All of us today, we are living through history. That’s not something special about us; every human being has lived through their own history, right? Every person has had their lowercase-h history and the their Capital-H HISTORY. When middle schoolers read March, Persepolis, or Maus, they learn personal histories set against the backdrop of massively significant cultural moments: the American Civil Rights Movement, the Iran/Iraq war, The Holocaust. They learn that the personal always intertwines with the larger moment. They learn that we are all citizens of our world, products of our time.
This particular moment in time, this fabled 2020, has had aspects that will be remembered through the ages as particularly complicated. Meanwhile, our children are growing up steeped in this brew. What I wonder is, what will they remember?

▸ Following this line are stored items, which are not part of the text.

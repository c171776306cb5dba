//! `arcade status|connect|disconnect|send|run`: serial device commands
//! forwarded to the daemon.

use serde_json::{Value, json};

use crate::client::{command_call, rpc_call};

pub async fn cmd_status(socket_path: &str) -> anyhow::Result<()> {
    let status = rpc_call(socket_path, "diyFlipperGetStatus", Value::Null).await?;
    println!("{}", format_status(&status));
    Ok(())
}

pub async fn cmd_connect(socket_path: &str, path: Option<String>) -> anyhow::Result<()> {
    let params = json!({ "preferredPath": path });
    println!("{}", command_call(socket_path, "diyFlipperConnect", params).await?);
    Ok(())
}

pub async fn cmd_disconnect(socket_path: &str) -> anyhow::Result<()> {
    println!(
        "{}",
        command_call(socket_path, "diyFlipperDisconnect", Value::Null).await?
    );
    Ok(())
}

pub async fn cmd_send(socket_path: &str, words: &[String]) -> anyhow::Result<()> {
    let params = json!({ "command": words.join(" ") });
    println!(
        "{}",
        command_call(socket_path, "diyFlipperSendCommand", params).await?
    );
    Ok(())
}

pub async fn cmd_run(socket_path: &str, module: &str) -> anyhow::Result<()> {
    let params = json!({ "moduleKey": module });
    println!(
        "{}",
        command_call(socket_path, "diyFlipperRunModule", params).await?
    );
    Ok(())
}

/// Single-line device status.
pub(crate) fn format_status(status: &Value) -> String {
    let auto = if status["autoConnect"].as_bool() == Some(true) {
        "auto"
    } else {
        "manual"
    };
    let mut out = if status["connected"].as_bool() == Some(true) {
        format!(
            "connected {} ({auto})",
            status["portPath"].as_str().unwrap_or("?")
        )
    } else if status["connecting"].as_bool() == Some(true) {
        format!("connecting ({auto})")
    } else {
        format!("disconnected ({auto})")
    };
    if let Some(error) = status["error"].as_str() {
        out.push_str(&format!(": {error}"));
    }
    out
}
//! Encode dispatch for the top level of an [`Image`].
//!
//! Only mip 0 of layer (or slice) 0 is written. 8-bit targets take RGBA8
//! images, Radiance HDR takes RGBA32Float, and block-compressed images are
//! rejected outright.

use image::codecs::bmp::BmpEncoder;
use image::codecs::hdr::HdrEncoder;
use image::codecs::jpeg::JpegEncoder;
use image::codecs::png::PngEncoder;
use image::codecs::tga::TgaEncoder;
use image::{ExtendedColorType, ImageEncoder};

use crate::error::ImageError;
use crate::format::EncodeFormat;
use crate::image::{Image, LevelView};
use crate::output::EncodeOutput;
use crate::pixel::PixelFormat;
use crate::sink::ChunkedSink;

pub(crate) fn encode(
    img: &Image,
    format: EncodeFormat,
    quality: u8,
) -> Result<EncodeOutput, ImageError> {
    let pixel_format = img.format();
    if pixel_format.is_block_compressed() {
        return Err(ImageError::InvalidFormat {
            format: pixel_format,
            reason: "block-compressed pixels cannot be encoded",
        });
    }
    let expected_hdr = format == EncodeFormat::Hdr;
    let supported = if expected_hdr {
        pixel_format == PixelFormat::RGBA32Float
    } else {
        matches!(
            pixel_format,
            PixelFormat::RGBA8Unorm | PixelFormat::RGBA8UnormSrgb
        )
    };
    if !supported {
        return Err(ImageError::InvalidFormat {
            format: pixel_format,
            reason: if expected_hdr {
                "Radiance HDR needs RGBA32Float pixels"
            } else {
                "8-bit targets need RGBA8 pixels"
            },
        });
    }

    let top = img.level(0, 0).ok_or(ImageError::Layout {
        reason: "image has no top level",
    })?;
    let wrap = |source: image::ImageError| ImageError::Encode { format, source };
    let mut sink = ChunkedSink::new().map_err(|e| wrap(image::ImageError::IoError(e)))?;

    match format {
        EncodeFormat::Png => PngEncoder::new(&mut sink)
            .write_image(top.pixels(), top.width(), top.height(), ExtendedColorType::Rgba8)
            .map_err(wrap)?,
        EncodeFormat::Bmp => BmpEncoder::new(&mut sink)
            .write_image(top.pixels(), top.width(), top.height(), ExtendedColorType::Rgba8)
            .map_err(wrap)?,
        EncodeFormat::Tga => TgaEncoder::new(&mut sink)
            .write_image(top.pixels(), top.width(), top.height(), ExtendedColorType::Rgba8)
            .map_err(wrap)?,
        EncodeFormat::Jpg => {
            let rgb = drop_alpha(&top)?;
            JpegEncoder::new_with_quality(&mut sink, quality.clamp(1, 100))
                .write_image(&rgb, top.width(), top.height(), ExtendedColorType::Rgb8)
                .map_err(wrap)?
        }
        EncodeFormat::Hdr => {
            let pixels = rgb_f32(&top)?;
            HdrEncoder::new(&mut sink)
                .encode(&pixels, top.width() as usize, top.height() as usize)
                .map_err(wrap)?
        }
    }

    log::debug!(
        "encoded {}x{} {} as {format}: {} bytes",
        top.width(),
        top.height(),
        pixel_format,
        sink.len()
    );
    Ok(EncodeOutput::new(sink.into_vec(), format))
}

/// Tightly packed RGB8 copy of an RGBA8 level.
fn drop_alpha(level: &LevelView<'_>) -> Result<Vec<u8>, ImageError> {
    let img = level.as_rgba8().ok_or(ImageError::Layout {
        reason: "level is not RGBA8",
    })?;
    Ok(img.pixels().flat_map(|px| [px.r, px.g, px.b]).collect())
}

/// RGB float copy of an RGBA32Float level.
fn rgb_f32(level: &LevelView<'_>) -> Result<Vec<image::Rgb<f32>>, ImageError> {
    let img = level.to_rgba_f32().ok_or(ImageError::Layout {
        reason: "level is not RGBA32Float",
    })?;
    Ok(img.pixels().map(|px| image::Rgb([px.r, px.g, px.b])).collect())
}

As Louis Jenkins’ poem reminds me, we all have our own version of the story. Our own version that trails us into adulthood and becomes our truth. What I hope is that our students hold on to the hard truths of this time, a year when health and safety felt uncertain, but also onto the hope, a year when people gathered their strength to confront the ways we must ensure health and safety for all. I hope they will learn from the Capital-H HISTORY of this time, learn how to grapple with the heartache. And at the same time, I hope they will hold on to their lowercase-h history, and that it sings.

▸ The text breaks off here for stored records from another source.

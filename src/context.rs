//! Allocation context for image construction, decode and encode.
//!
//! An [`ImageContext`] bundles the pixel allocator and the resource limits
//! every image operation runs under. There is no global state: callers pass
//! a context explicitly, or use the `Image::new_*` shortcuts, which run
//! under `ImageContext::default()`.

use std::sync::Arc;

use crate::codecs::DecoderRegistry;
use crate::error::ImageError;
use crate::format::EncodeFormat;
use crate::image::Image;
use crate::layout::{ImageDesc, ImageDimension, layout_image};
use crate::limits::ResourceLimits;
use crate::output::EncodeOutput;
use crate::pixel::PixelFormat;

/// Source of pixel buffers.
///
/// `allocate` must return a zero-filled vector of exactly `size` bytes, or
/// `None` if the memory is not available. A buffer of any other length is
/// treated as an allocation failure.
pub trait PixelAllocator: Send + Sync {
    fn allocate(&self, size: usize) -> Option<Vec<u8>>;
}

/// Allocator backed by the global heap, failing instead of aborting.
#[derive(Clone, Copy, Debug, Default)]
pub struct SystemAllocator;

impl PixelAllocator for SystemAllocator {
    fn allocate(&self, size: usize) -> Option<Vec<u8>> {
        let mut buf = Vec::new();
        buf.try_reserve_exact(size).ok()?;
        buf.resize(size, 0);
        Some(buf)
    }
}

/// Allocator and limits for a family of image operations.
///
/// Cloning is cheap; clones share the allocator.
#[derive(Clone)]
pub struct ImageContext {
    allocator: Arc<dyn PixelAllocator>,
    limits: ResourceLimits,
}

impl Default for ImageContext {
    fn default() -> Self {
        Self {
            allocator: Arc::new(SystemAllocator),
            limits: ResourceLimits::none(),
        }
    }
}

impl core::fmt::Debug for ImageContext {
    fn fmt(&self, f: &mut core::fmt::Formatter<'_>) -> core::fmt::Result {
        f.debug_struct("ImageContext")
            .field("limits", &self.limits)
            .finish_non_exhaustive()
    }
}

impl ImageContext {
    /// Context with the system allocator and no limits.
    pub fn new() -> Self {
        Self::default()
    }

    /// Replace the pixel allocator.
    pub fn with_allocator(mut self, allocator: impl PixelAllocator + 'static) -> Self {
        self.allocator = Arc::new(allocator);
        self
    }

    /// Replace the resource limits.
    pub fn with_limits(mut self, limits: ResourceLimits) -> Self {
        self.limits = limits;
        self
    }

    /// Resource limits applied by this context.
    pub fn limits(&self) -> &ResourceLimits {
        &self.limits
    }

    // --- construction ---

    /// Create a zero-filled image for `desc`.
    ///
    /// Validates the format and extents, resolves the mip count, checks the
    /// limits, lays out every region, and allocates one buffer covering them.
    pub fn create(&self, desc: &ImageDesc) -> Result<Image, ImageError> {
        let desc = desc.resolve()?;
        self.limits.check_desc(&desc)?;
        let layout = layout_image(&desc)?;
        self.limits.check_memory(layout.total_size as u64)?;

        let size = layout.total_size;
        let pixels = self
            .allocator
            .allocate(size)
            .filter(|buf| buf.len() == size)
            .ok_or(ImageError::Allocation { size })?;
        Ok(Image::from_layout(layout, pixels))
    }

    /// Create a 1D image (`height` is 1).
    pub fn create_1d(
        &self,
        format: PixelFormat,
        width: u32,
        array_layers: u32,
        mip_level_count: u32,
    ) -> Result<Image, ImageError> {
        self.create(&ImageDesc {
            dimension: ImageDimension::D1,
            format,
            width,
            height: 1,
            depth_or_array_layers: array_layers,
            mip_level_count,
        })
    }

    /// Create a 2D image or 2D array.
    pub fn create_2d(
        &self,
        format: PixelFormat,
        width: u32,
        height: u32,
        array_layers: u32,
        mip_level_count: u32,
    ) -> Result<Image, ImageError> {
        self.create(&ImageDesc {
            dimension: ImageDimension::D2,
            format,
            width,
            height,
            depth_or_array_layers: array_layers,
            mip_level_count,
        })
    }

    /// Create a 3D image; the mip chain shrinks the depth too.
    pub fn create_3d(
        &self,
        format: PixelFormat,
        width: u32,
        height: u32,
        depth: u32,
        mip_level_count: u32,
    ) -> Result<Image, ImageError> {
        self.create(&ImageDesc {
            dimension: ImageDimension::D3,
            format,
            width,
            height,
            depth_or_array_layers: depth,
            mip_level_count,
        })
    }

    /// Create a cube map or cube array with `6 * cube_count` layers.
    pub fn create_cube(
        &self,
        format: PixelFormat,
        width: u32,
        height: u32,
        cube_count: u32,
        mip_level_count: u32,
    ) -> Result<Image, ImageError> {
        let layers = cube_count.checked_mul(6).ok_or(ImageError::InvalidExtents {
            width,
            height,
            depth_or_array_layers: cube_count,
        })?;
        self.create(&ImageDesc {
            dimension: ImageDimension::Cube,
            format,
            width,
            height,
            depth_or_array_layers: layers,
            mip_level_count,
        })
    }

    /// Create a single-level 2D image holding a copy of `data`.
    ///
    /// `data` must be exactly the size of the surface.
    pub fn create_from_pixels(
        &self,
        format: PixelFormat,
        width: u32,
        height: u32,
        data: &[u8],
    ) -> Result<Image, ImageError> {
        let mut image = self.create_2d(format, width, height, 1, 1)?;
        let dst = image.pixels_mut();
        if dst.len() != data.len() {
            return Err(ImageError::Layout {
                reason: "pixel data does not match the surface size",
            });
        }
        dst.copy_from_slice(data);
        Ok(image)
    }

    // --- codecs ---

    /// Decode `data` with the standard decoder chain.
    ///
    /// Returns `None` if no decoder recognized and decoded the bytes.
    pub fn decode(&self, data: &[u8]) -> Option<Image> {
        DecoderRegistry::standard().decode(self, data)
    }

    /// Decode `data`, returning the last decoder error on failure.
    pub fn try_decode(&self, data: &[u8]) -> Result<Image, ImageError> {
        DecoderRegistry::standard().try_decode(self, data)
    }

    /// Encode the top level of `image` and check the output size limit.
    pub fn encode(
        &self,
        image: &Image,
        format: EncodeFormat,
        quality: u8,
    ) -> Result<EncodeOutput, ImageError> {
        let output = crate::encode::encode(image, format, quality)?;
        self.limits.check_output_size(output.len() as u64)?;
        Ok(output)
    }
}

As they look back on this Fall 2020 at Wheeler, I hope they will remember their friends, their teachers, that time they got to do that one really cool thing in history, or Spanish, or art. Yes they were masked, yes their hands were a little bit raw from overwashing, but they had those regular daily middle school experiences that make one’s middle school history both mundane and monumental.
To you, their parents, I hope you enjoy watching them enjoy these years. I too am a middle school parent. It’s a little hard to fathom. I too, am stunned that my sweet little human is in this moment of her history, well on her way to the rest of her life.

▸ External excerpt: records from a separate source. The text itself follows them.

//! Resource limits for image construction, decode and encode.
//!
//! [`ResourceLimits`] caps what an [`ImageContext`](crate::ImageContext) is
//! allowed to allocate. Checks run on the descriptor before any pixel memory
//! is touched, so an oversized request never reaches the allocator.

use crate::layout::ImageDesc;

/// Resource limits for image operations.
///
/// All fields are optional; `None` means no limit for that resource.
///
/// # Example
///
/// ```
/// use zentexture::ResourceLimits;
///
/// let limits = ResourceLimits::none()
///     .with_max_pixels(16_777_216)
///     .with_max_memory(256 * 1024 * 1024);
/// assert!(limits.has_any());
/// ```
#[derive(Clone, Copy, Debug, Default, PartialEq, Eq)]
#[non_exhaustive]
pub struct ResourceLimits {
    /// Maximum base-level pixels (width x height).
    pub max_pixels: Option<u64>,
    /// Maximum pixel buffer size in bytes.
    pub max_memory_bytes: Option<u64>,
    /// Maximum encoded output size in bytes (encode only).
    pub max_output_bytes: Option<u64>,
    /// Maximum base-level width.
    pub max_width: Option<u32>,
    /// Maximum base-level height.
    pub max_height: Option<u32>,
    /// Maximum depth (3D) or stored array-layer count (cube faces included).
    pub max_depth_or_layers: Option<u32>,
    /// Maximum input size in bytes (decode only).
    pub max_file_size: Option<u64>,
}

impl ResourceLimits {
    /// No limits (all fields `None`).
    pub fn none() -> Self {
        Self::default()
    }

    /// Set maximum base-level pixels.
    pub fn with_max_pixels(mut self, max: u64) -> Self {
        self.max_pixels = Some(max);
        self
    }

    /// Set maximum pixel buffer size in bytes.
    pub fn with_max_memory(mut self, bytes: u64) -> Self {
        self.max_memory_bytes = Some(bytes);
        self
    }

    /// Set maximum encoded output size in bytes.
    pub fn with_max_output(mut self, bytes: u64) -> Self {
        self.max_output_bytes = Some(bytes);
        self
    }

    /// Set maximum base-level width.
    pub fn with_max_width(mut self, width: u32) -> Self {
        self.max_width = Some(width);
        self
    }

    /// Set maximum base-level height.
    pub fn with_max_height(mut self, height: u32) -> Self {
        self.max_height = Some(height);
        self
    }

    /// Set maximum depth or array-layer count.
    pub fn with_max_depth_or_layers(mut self, count: u32) -> Self {
        self.max_depth_or_layers = Some(count);
        self
    }

    /// Set maximum decode input size in bytes.
    pub fn with_max_file_size(mut self, bytes: u64) -> Self {
        self.max_file_size = Some(bytes);
        self
    }

    /// Whether any limits are set.
    pub fn has_any(&self) -> bool {
        self.max_pixels.is_some()
            || self.max_memory_bytes.is_some()
            || self.max_output_bytes.is_some()
            || self.max_width.is_some()
            || self.max_height.is_some()
            || self.max_depth_or_layers.is_some()
            || self.max_file_size.is_some()
    }

    // --- Validation methods ---

    /// Check base extents against `max_width`, `max_height`, and `max_pixels`.
    pub fn check_dimensions(&self, width: u32, height: u32) -> Result<(), LimitExceeded> {
        if let Some(max) = self.max_width
            && width > max
        {
            return Err(LimitExceeded::Width { actual: width, max });
        }
        if let Some(max) = self.max_height
            && height > max
        {
            return Err(LimitExceeded::Height {
                actual: height,
                max,
            });
        }
        if let Some(max) = self.max_pixels {
            let pixels = width as u64 * height as u64;
            if pixels > max {
                return Err(LimitExceeded::Pixels {
                    actual: pixels,
                    max,
                });
            }
        }
        Ok(())
    }

    /// Check a depth or stored layer count against `max_depth_or_layers`.
    pub fn check_depth_or_layers(&self, count: u32) -> Result<(), LimitExceeded> {
        if let Some(max) = self.max_depth_or_layers
            && count > max
        {
            return Err(LimitExceeded::DepthOrLayers { actual: count, max });
        }
        Ok(())
    }

    /// Check a pixel buffer size against `max_memory_bytes`.
    pub fn check_memory(&self, bytes: u64) -> Result<(), LimitExceeded> {
        if let Some(max) = self.max_memory_bytes
            && bytes > max
        {
            return Err(LimitExceeded::Memory { actual: bytes, max });
        }
        Ok(())
    }

    /// Check decode input size against `max_file_size`.
    pub fn check_file_size(&self, bytes: u64) -> Result<(), LimitExceeded> {
        if let Some(max) = self.max_file_size
            && bytes > max
        {
            return Err(LimitExceeded::FileSize { actual: bytes, max });
        }
        Ok(())
    }

    /// Check encoded output size against `max_output_bytes`.
    pub fn check_output_size(&self, bytes: u64) -> Result<(), LimitExceeded> {
        if let Some(max) = self.max_output_bytes
            && bytes > max
        {
            return Err(LimitExceeded::OutputSize { actual: bytes, max });
        }
        Ok(())
    }

    /// Check a resolved descriptor: extents and stored depth/layer count.
    ///
    /// The buffer size is checked separately with
    /// [`check_memory`](Self::check_memory) once the layout is known.
    pub fn check_desc(&self, desc: &ImageDesc) -> Result<(), LimitExceeded> {
        self.check_dimensions(desc.width, desc.height)?;
        self.check_depth_or_layers(desc.depth_or_array_layers)
    }
}

/// A resource limit was exceeded.
///
/// Each variant carries the actual value and the limit that was exceeded.
#[derive(Clone, Debug, PartialEq, Eq)]
pub enum LimitExceeded {
    /// Width exceeded `max_width`.
    Width { actual: u32, max: u32 },
    /// Height exceeded `max_height`.
    Height { actual: u32, max: u32 },
    /// Pixel count exceeded `max_pixels`.
    Pixels { actual: u64, max: u64 },
    /// Depth or layer count exceeded `max_depth_or_layers`.
    DepthOrLayers { actual: u32, max: u32 },
    /// Buffer size exceeded `max_memory_bytes`.
    Memory { actual: u64, max: u64 },
    /// Input size exceeded `max_file_size`.
    FileSize { actual: u64, max: u64 },
    /// Encoded output exceeded `max_output_bytes`.
    OutputSize { actual: u64, max: u64 },
}

impl core::fmt::Display for LimitExceeded {
    fn fmt(&self, f: &mut core::fmt::Formatter<'_>) -> core::fmt::Result {
        match self {
            Self::Width { actual, max } => write!(f, "width {actual} exceeds limit {max}"),
            Self::Height { actual, max } => write!(f, "height {actual} exceeds limit {max}"),
            Self::Pixels { actual, max } => {
                write!(f, "pixel count {actual} exceeds limit {max}")
            }
            Self::DepthOrLayers { actual, max } => {
                write!(f, "depth or layer count {actual} exceeds limit {max}")
            }
            Self::Memory { actual, max } => {
                write!(f, "memory {actual} bytes exceeds limit {max}")
            }
            Self::FileSize { actual, max } => {
                write!(f, "file size {actual} bytes exceeds limit {max}")
            }
            Self::OutputSize { actual, max } => {
                write!(f, "output size {actual} bytes exceeds limit {max}")
            }
        }
    }
}

impl core::error::Error for LimitExceeded {}

#[cfg(test)]
mod tests {
    use super::*;
    use crate::layout::ImageDimension;
    use crate::pixel::PixelFormat;

    #[test]
    fn default_has_no_limits() {
        let limits = ResourceLimits::none();
        assert!(!limits.has_any());
        assert!(limits.check_dimensions(u32::MAX, u32::MAX).is_ok());
        assert!(limits.check_memory(u64::MAX).is_ok());
    }

    #[test]
    fn builder_sets_limits() {
        let limits = ResourceLimits::none()
            .with_max_width(16_384)
            .with_max_depth_or_layers(2048);
        assert!(limits.has_any());
        assert_eq!(limits.max_width, Some(16_384));
        assert_eq!(limits.max_depth_or_layers, Some(2048));
        assert!(limits.max_memory_bytes.is_none());
    }

    #[test]
    fn base_extent_bounds() {
        let limits = ResourceLimits::none().with_max_width(4096).with_max_height(2048);
        assert!(limits.check_dimensions(4096, 2048).is_ok());
        assert_eq!(
            limits.check_dimensions(4097, 1),
            Err(LimitExceeded::Width {
                actual: 4097,
                max: 4096
            })
        );
        assert_eq!(
            limits.check_dimensions(1, 2049),
            Err(LimitExceeded::Height {
                actual: 2049,
                max: 2048
            })
        );
    }

    #[test]
    fn pixel_count_uses_the_base_level() {
        // 4096x4096 is 16 Mi pixels
        let limits = ResourceLimits::none().with_max_pixels(1 << 24);
        assert!(limits.check_dimensions(4096, 4096).is_ok());
        assert_eq!(
            limits.check_dimensions(4096, 4097),
            Err(LimitExceeded::Pixels {
                actual: 4096 * 4097,
                max: 1 << 24
            })
        );
    }

    #[test]
    fn check_desc_counts_stored_layers() {
        let limits = ResourceLimits::none().with_max_depth_or_layers(6);
        let mut desc = ImageDesc {
            dimension: ImageDimension::Cube,
            format: PixelFormat::RGBA8Unorm,
            width: 4,
            height: 4,
            depth_or_array_layers: 6,
            mip_level_count: 1,
        };
        assert!(limits.check_desc(&desc).is_ok());
        desc.depth_or_array_layers = 12;
        assert_eq!(
            limits.check_desc(&desc),
            Err(LimitExceeded::DepthOrLayers { actual: 12, max: 6 })
        );
    }

    #[test]
    fn memory_file_and_output() {
        let limits = ResourceLimits::none()
            .with_max_memory(100)
            .with_max_file_size(10)
            .with_max_output(20);
        assert!(limits.check_memory(100).is_ok());
        assert!(limits.check_memory(101).is_err());
        assert!(limits.check_file_size(11).is_err());
        assert_eq!(
            limits.check_output_size(21),
            Err(LimitExceeded::OutputSize {
                actual: 21,
                max: 20
            })
        );
    }

    #[test]
    fn display_messages() {
        let err = LimitExceeded::Memory {
            actual: 2048,
            max: 1024,
        };
        assert_eq!(err.to_string(), "memory 2048 bytes exceeds limit 1024");
        let err = LimitExceeded::DepthOrLayers { actual: 7, max: 6 };
        assert_eq!(err.to_string(), "depth or layer count 7 exceeds limit 6");
    }
}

Because I can’t resist, I am going to bring in another poem. This one is by Robert Hershon and has a rather cryptic title.
Sentimental Moment, or Why Did the Baguette Cross the Road?
Don’t fill up on bread
I say absentmindedly
the servings here are huge
My son, whose hair may be
receding a bit, says,
did you really just say that to me?
What he doesn’t know
is that when we’re walking
together, when we get
to the curb
I sometimes start to reach
for his hand
I know we all have a lot of time before our middle schoolers’ hair starts receding, but this poem never fails to get me in that nostalgic spot that makes my eyes sting. Our children are growing up, but we still are desperate to guide them, to teach them, and to protect them. Especially in this strange, strange year. Your children’s teachers feel the same way. The phrase I have heard more than any other this summer and fall, as we have all worked so hard to adapt our program, is, what is best for the children? Thank you for entrusting your children to us, and thank you for supporting them, and us, as we bravely saunter forth in this historical moment together.